Physiologically based pharmacokinetics of methoxyacetic acid: dose-effect considerations in C57BL/6 mice.

Methoxyacetic acid (MAA), a weak acid with a pKa of 3.57, was used to test the broad hypothesis that distribution of weak acids in maternal and fetal tissues is determined principally by the pKa of the acid and the pH values of tissue and fluid compartments and to examine tissue dose-teratogenesis relationships, as well as administered dose-teratogenesis relationships. Five related experimental studies were conducted in pregnant C57BL/6CrIBR mice: a conventional dose-response study of developmental toxicity and transplacental pharmacokinetics in mice, a second dose-response study in which reproductive outcomes in litters from individual dams were related to individual pharmacokinetic behavior, a protein-binding experiment, an embryo tissue localization study, and determination of pH in maternal and embryonic compartments after exposure to MAA. MAA was administered intraperitoneally at 9:00 a.m. on day 10 of gestation, at doses ranging from 88 to 164 mg/kg.
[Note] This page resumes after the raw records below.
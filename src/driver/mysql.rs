//! Bundled MySQL driver, backed by sqlx.
//!
//! Adapts sqlx's async API to the trailing-callback convention of the
//! driver boundary: each primitive spawns a task that runs the operation
//! and reports through its completion handle. Operations are serialized per
//! connection with an async mutex; the wrapper never overlaps them, so the
//! lock is uncontended in practice.

use crate::adapter::Completion;
use crate::config::PoolConfig;
use crate::driver::classify::{StatementKind, classify};
use crate::driver::decode::RowDecode;
use crate::driver::{Driver, DriverConnection, DriverPool};
use crate::error::DriverError;
use crate::models::{ExecuteResult, QueryOutput, SqlParam, StatementResult};
use sqlparser::dialect::MySqlDialect;
use sqlx::mysql::{MySqlArguments, MySqlConnectOptions, MySqlPool, MySqlPoolOptions, MySqlRow};
use sqlx::{Executor, MySql};
use std::str::FromStr;
use std::sync::Arc;
use std::time::Duration;
use tokio::sync::Mutex;

type PooledConn = sqlx::pool::PoolConnection<MySql>;

/// MySQL driver library. Pass to [`create_pool`](crate::create_pool).
#[derive(Debug, Default, Clone, Copy)]
pub struct MySqlDriver;

impl Driver for MySqlDriver {
    type Pool = MySqlDriverPool;

    fn create_pool(&self, config: &PoolConfig) -> Result<Self::Pool, DriverError> {
        let options = MySqlConnectOptions::from_str(&config.url)
            .map_err(|e| DriverError::new(format!("invalid MySQL connection URL: {}", e)))?
            .charset("utf8mb4");

        // Lazy: connections are established on first acquisition.
        let pool = MySqlPoolOptions::new()
            .min_connections(config.min_connections_or_default())
            .max_connections(config.max_connections_or_default())
            .acquire_timeout(Duration::from_secs(config.acquire_timeout_or_default()))
            .idle_timeout(Some(Duration::from_secs(config.idle_timeout_or_default())))
            .connect_lazy_with(options);

        Ok(MySqlDriverPool { pool })
    }
}

/// Pool handle owned by the MySQL driver.
#[derive(Debug, Clone)]
pub struct MySqlDriverPool {
    pool: MySqlPool,
}

impl MySqlDriverPool {
    /// The underlying sqlx pool, for driver-specific escape hatches.
    pub fn sqlx_pool(&self) -> &MySqlPool {
        &self.pool
    }
}

impl DriverPool for MySqlDriverPool {
    type Connection = MySqlDriverConnection;

    fn get_connection(&self, done: Completion<Self::Connection>) {
        let pool = self.pool.clone();
        tokio::spawn(async move {
            match pool.acquire().await {
                Ok(conn) => done.resolve(MySqlDriverConnection {
                    inner: Arc::new(Mutex::new(conn)),
                }),
                Err(e) => done.reject(DriverError::from(e)),
            }
        });
    }

    fn end(&self) {
        let pool = self.pool.clone();
        tokio::spawn(async move {
            pool.close().await;
        });
    }
}

/// One pooled MySQL connection on loan.
pub struct MySqlDriverConnection {
    inner: Arc<Mutex<PooledConn>>,
}

impl MySqlDriverConnection {
    fn simple(&self, sql: &'static str, done: Completion<()>) {
        let inner = Arc::clone(&self.inner);
        tokio::spawn(async move {
            let mut conn = inner.lock().await;
            let result = (&mut **conn)
                .execute(sql)
                .await
                .map(|_| ())
                .map_err(DriverError::from);
            done.complete(result);
        });
    }
}

impl DriverConnection for MySqlDriverConnection {
    fn query(&self, sql: &str, params: Vec<SqlParam>, done: Completion<QueryOutput>) {
        let inner = Arc::clone(&self.inner);
        let sql = sql.to_owned();
        tokio::spawn(async move {
            let mut conn = inner.lock().await;
            done.complete(run_statement(&mut conn, &sql, &params).await);
        });
    }

    fn begin_transaction(&self, done: Completion<()>) {
        self.simple("BEGIN", done);
    }

    fn commit(&self, done: Completion<()>) {
        self.simple("COMMIT", done);
    }

    fn rollback(&self, done: Completion<()>) {
        self.simple("ROLLBACK", done);
    }

    fn release(self) {
        // Dropping the last Arc returns the sqlx connection to its pool.
    }
}

async fn run_statement(
    conn: &mut PooledConn,
    sql: &str,
    params: &[SqlParam],
) -> Result<QueryOutput, DriverError> {
    match classify(sql, &MySqlDialect {}) {
        StatementKind::Fetch => {
            // Raw SQL when there is nothing to bind; some statements do not
            // support the prepared path.
            let rows: Vec<MySqlRow> = if params.is_empty() {
                (&mut **conn).fetch_all(sql).await.map_err(DriverError::from)?
            } else {
                bind_params(sqlx::query(sql), params)
                    .fetch_all(&mut **conn)
                    .await
                    .map_err(DriverError::from)?
            };
            let fields = rows.first().map(|r| r.field_meta()).unwrap_or_default();
            let rows = rows.iter().map(|r| r.to_row()).collect();
            Ok(QueryOutput {
                results: StatementResult::Rows(rows),
                fields,
            })
        }
        kind => {
            let result = if params.is_empty() {
                (&mut **conn).execute(sql).await.map_err(DriverError::from)?
            } else {
                bind_params(sqlx::query(sql), params)
                    .execute(&mut **conn)
                    .await
                    .map_err(DriverError::from)?
            };
            let insert_id = match (kind, result.last_insert_id()) {
                (StatementKind::Insert, id) if id != 0 => Some(id),
                _ => None,
            };
            Ok(QueryOutput {
                results: StatementResult::Done(ExecuteResult {
                    affected_rows: result.rows_affected(),
                    insert_id,
                }),
                fields: Vec::new(),
            })
        }
    }
}

fn bind_params<'q>(
    mut query: sqlx::query::Query<'q, MySql, MySqlArguments>,
    params: &'q [SqlParam],
) -> sqlx::query::Query<'q, MySql, MySqlArguments> {
    for param in params {
        query = bind_param(query, param);
    }
    query
}

fn bind_param<'q>(
    query: sqlx::query::Query<'q, MySql, MySqlArguments>,
    param: &'q SqlParam,
) -> sqlx::query::Query<'q, MySql, MySqlArguments> {
    match param {
        SqlParam::Null => query.bind(None::<String>),
        SqlParam::Bool(v) => query.bind(*v),
        SqlParam::Int(v) => query.bind(*v),
        SqlParam::Float(v) => query.bind(*v),
        SqlParam::DateTime(v) => query.bind(*v),
        SqlParam::String(v) => query.bind(v.as_str()),
        // Batch rows bind flattened in row-major order; the statement must
        // carry one placeholder per value.
        SqlParam::Batch(rows) => {
            let mut query = query;
            for row in rows {
                for value in row {
                    query = bind_param(query, value);
                }
            }
            query
        }
    }
}
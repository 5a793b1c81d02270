//! Pool facade.
//!
//! Owns the driver's pool handle and exposes the public surface: the
//! transactional executor plus five single-statement convenience methods,
//! each a one-shot unit of work with the transaction disabled. Destroying
//! the facade tears the pool down and fails every later call immediately,
//! without requesting a connection.

use crate::config::PoolConfig;
use crate::db::connection::Connection;
use crate::db::executor;
use crate::driver::{Driver, DriverPool};
use crate::error::{TxError, TxResult};
use crate::models::{ExecuteResult, QueryOutput, SelectOutput, SqlParam};
use futures_util::future::BoxFuture;
use std::sync::Arc;
use tokio::sync::RwLock;
use tracing::info;

/// Create a pool facade over `driver` with the given configuration.
///
/// The configuration is validated here; connection establishment itself is
/// the driver's business and may be deferred until first use.
pub fn create_pool<D: Driver>(driver: &D, config: PoolConfig) -> TxResult<PoolFacade<D::Pool>> {
    config.validate()?;
    info!(url = %config.masked_url(), "creating pool");
    let pool = driver
        .create_pool(&config)
        .map_err(|e| TxError::config(e.message().to_string()))?;
    Ok(PoolFacade {
        pool: RwLock::new(Some(Arc::new(pool))),
    })
}

/// Facade over one driver pool.
///
/// The handle is the only resource shared across concurrent invocations;
/// each invocation's connection is exclusively its own until released.
pub struct PoolFacade<P: DriverPool> {
    pool: RwLock<Option<Arc<P>>>,
}

impl<P: DriverPool> PoolFacade<P> {
    /// Acquire a connection, run `work` against it, and release the
    /// connection back to the pool on every path.
    ///
    /// With `with_transaction` set, the work runs inside a transaction that
    /// commits when it succeeds and rolls back when it fails. Nested
    /// transactional calls sharing a connection are unsupported.
    pub async fn with_connection<T, F>(&self, work: F, with_transaction: bool) -> TxResult<T>
    where
        F: for<'c> FnOnce(&'c mut Connection<P::Connection>) -> BoxFuture<'c, TxResult<T>>,
    {
        let pool = { self.pool.read().await.clone() }.ok_or(TxError::PoolDestroyed)?;
        executor::run(pool.as_ref(), work, with_transaction).await
    }

    /// Execute one raw statement outside any transaction.
    pub async fn query(&self, sql: &str, params: Vec<SqlParam>) -> TxResult<QueryOutput>
    where
        P::Connection: Sync,
    {
        let sql = sql.to_owned();
        self.with_connection(
            move |conn| Box::pin(async move { conn.query(&sql, params).await }),
            false,
        )
        .await
    }

    /// Execute one read statement outside any transaction.
    pub async fn select(&self, sql: &str, params: Vec<SqlParam>) -> TxResult<SelectOutput>
    where
        P::Connection: Sync,
    {
        let sql = sql.to_owned();
        self.with_connection(
            move |conn| Box::pin(async move { conn.select(&sql, params).await }),
            false,
        )
        .await
    }

    /// Execute one INSERT outside any transaction.
    pub async fn insert(&self, sql: &str, params: Vec<SqlParam>) -> TxResult<ExecuteResult>
    where
        P::Connection: Sync,
    {
        let sql = sql.to_owned();
        self.with_connection(
            move |conn| Box::pin(async move { conn.insert(&sql, params).await }),
            false,
        )
        .await
    }

    /// Execute one UPDATE outside any transaction.
    pub async fn update(&self, sql: &str, params: Vec<SqlParam>) -> TxResult<ExecuteResult>
    where
        P::Connection: Sync,
    {
        let sql = sql.to_owned();
        self.with_connection(
            move |conn| Box::pin(async move { conn.update(&sql, params).await }),
            false,
        )
        .await
    }

    /// Execute one DELETE outside any transaction.
    pub async fn delete(&self, sql: &str, params: Vec<SqlParam>) -> TxResult<ExecuteResult>
    where
        P::Connection: Sync,
    {
        let sql = sql.to_owned();
        self.with_connection(
            move |conn| Box::pin(async move { conn.delete(&sql, params).await }),
            false,
        )
        .await
    }

    /// Alias of [`delete`](Self::delete).
    pub async fn del(&self, sql: &str, params: Vec<SqlParam>) -> TxResult<ExecuteResult>
    where
        P::Connection: Sync,
    {
        self.delete(sql, params).await
    }

    /// The raw driver pool handle, for driver-specific escape hatches.
    /// `None` once the pool has been destroyed.
    pub async fn get_pool(&self) -> Option<Arc<P>> {
        self.pool.read().await.clone()
    }

    /// Tear down the pool. Idempotent: calling it again is a no-op.
    ///
    /// Invocations already holding a connection finish normally; every new
    /// call fails with [`TxError::PoolDestroyed`] without requesting a
    /// connection.
    pub async fn destroy(&self) {
        if let Some(pool) = self.pool.write().await.take() {
            info!("destroying pool");
            pool.end();
        }
    }

    /// True once [`destroy`](Self::destroy) has run.
    pub async fn is_destroyed(&self) -> bool {
        self.pool.read().await.is_none()
    }
}

impl<P: DriverPool> std::fmt::Debug for PoolFacade<P> {
    fn fmt(&self, f: &mut std::fmt::Formatter<'_>) -> std::fmt::Result {
        f.debug_struct("PoolFacade").finish_non_exhaustive()
    }
}
//! The transactional execution core.
//!
//! - Pool facade: owns the pool handle, convenience methods, teardown
//! - Transactional executor: the acquire/begin/execute/finalize/release
//!   state machine
//! - Connection facade: the statement vocabulary over one loaned connection

pub mod connection;
pub mod executor;
pub mod pool;

pub use connection::Connection;
pub use pool::{PoolFacade, create_pool};
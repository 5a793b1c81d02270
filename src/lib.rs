//! sqltx - transactional execution wrapper for SQL connection pools.
//!
//! Given a driver's connection pool, every unit of work - a single
//! statement or an arbitrary sequence supplied as a closure - acquires a
//! connection, optionally runs inside a transaction, and deterministically
//! releases the connection back to the pool on success and on every
//! failure path.
//!
//! ```ignore
//! let pool = sqltx::create_pool(&SqliteDriver, PoolConfig::new("sqlite:app.db"))?;
//!
//! // One-shot statement, no transaction:
//! let result = pool.insert("INSERT INTO t(x) VALUES(?)", params![1]).await?;
//!
//! // A transactional unit of work:
//! let id = pool
//!     .with_connection(
//!         |conn| {
//!             Box::pin(async move {
//!                 conn.insert("INSERT INTO t(x) VALUES(?)", params![1]).await?;
//!                 conn.update("UPDATE t SET x = x + 1", params![]).await?;
//!                 Ok(42)
//!             })
//!         },
//!         true,
//!     )
//!     .await?;
//! ```

pub mod adapter;
pub mod config;
pub mod db;
pub mod driver;
pub mod error;
pub mod models;

pub use adapter::Completion;
pub use config::PoolConfig;
pub use db::{Connection, PoolFacade, create_pool};
pub use error::{BoxDynError, DriverError, TxError, TxResult};
pub use models::{ExecuteResult, FieldMeta, QueryOutput, Row, SelectOutput, SqlParam, StatementResult};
Localization within the forelimb bud of the embryo, an MAA target site, was determined by computerized image analysis of the distribution of radiolabeled MAA. The kinetic predictions of a physiologically based model incorporating tissue pH values and MAA pKa agreed well with observed concentrations at the lowest dose. However, at intermediate and higher doses, concentrations in both maternal and embryonic tissues were consistently underestimated. MAA was bound neither to maternal plasma proteins nor to embryonic proteins. Intermediate and higher doses of MAA caused dose-dependent transient depressions in tissue pH, but these were not of sufficient duration to bring predicted tissue concentrations into congruence with the concentrations observed. Distribution of MAA within the forelimb bud was broadly consistent with the pH hypothesis, but MAA concentration was not increased in the distal postaxial sector that is the site of the precursor cells of the missing digits. Internal exposure to MAA, defined as the area under the maternal plasma or embryo concentration curve (AUC), was not proportional to administered dose, but AUC-response relationships generated by the group and individual dose-response studies were comparable. While AUC may be a useful measure of effective MAA dose, it cannot be accurately predicted at teratogenic doses of this agent by the model as it is presently structured.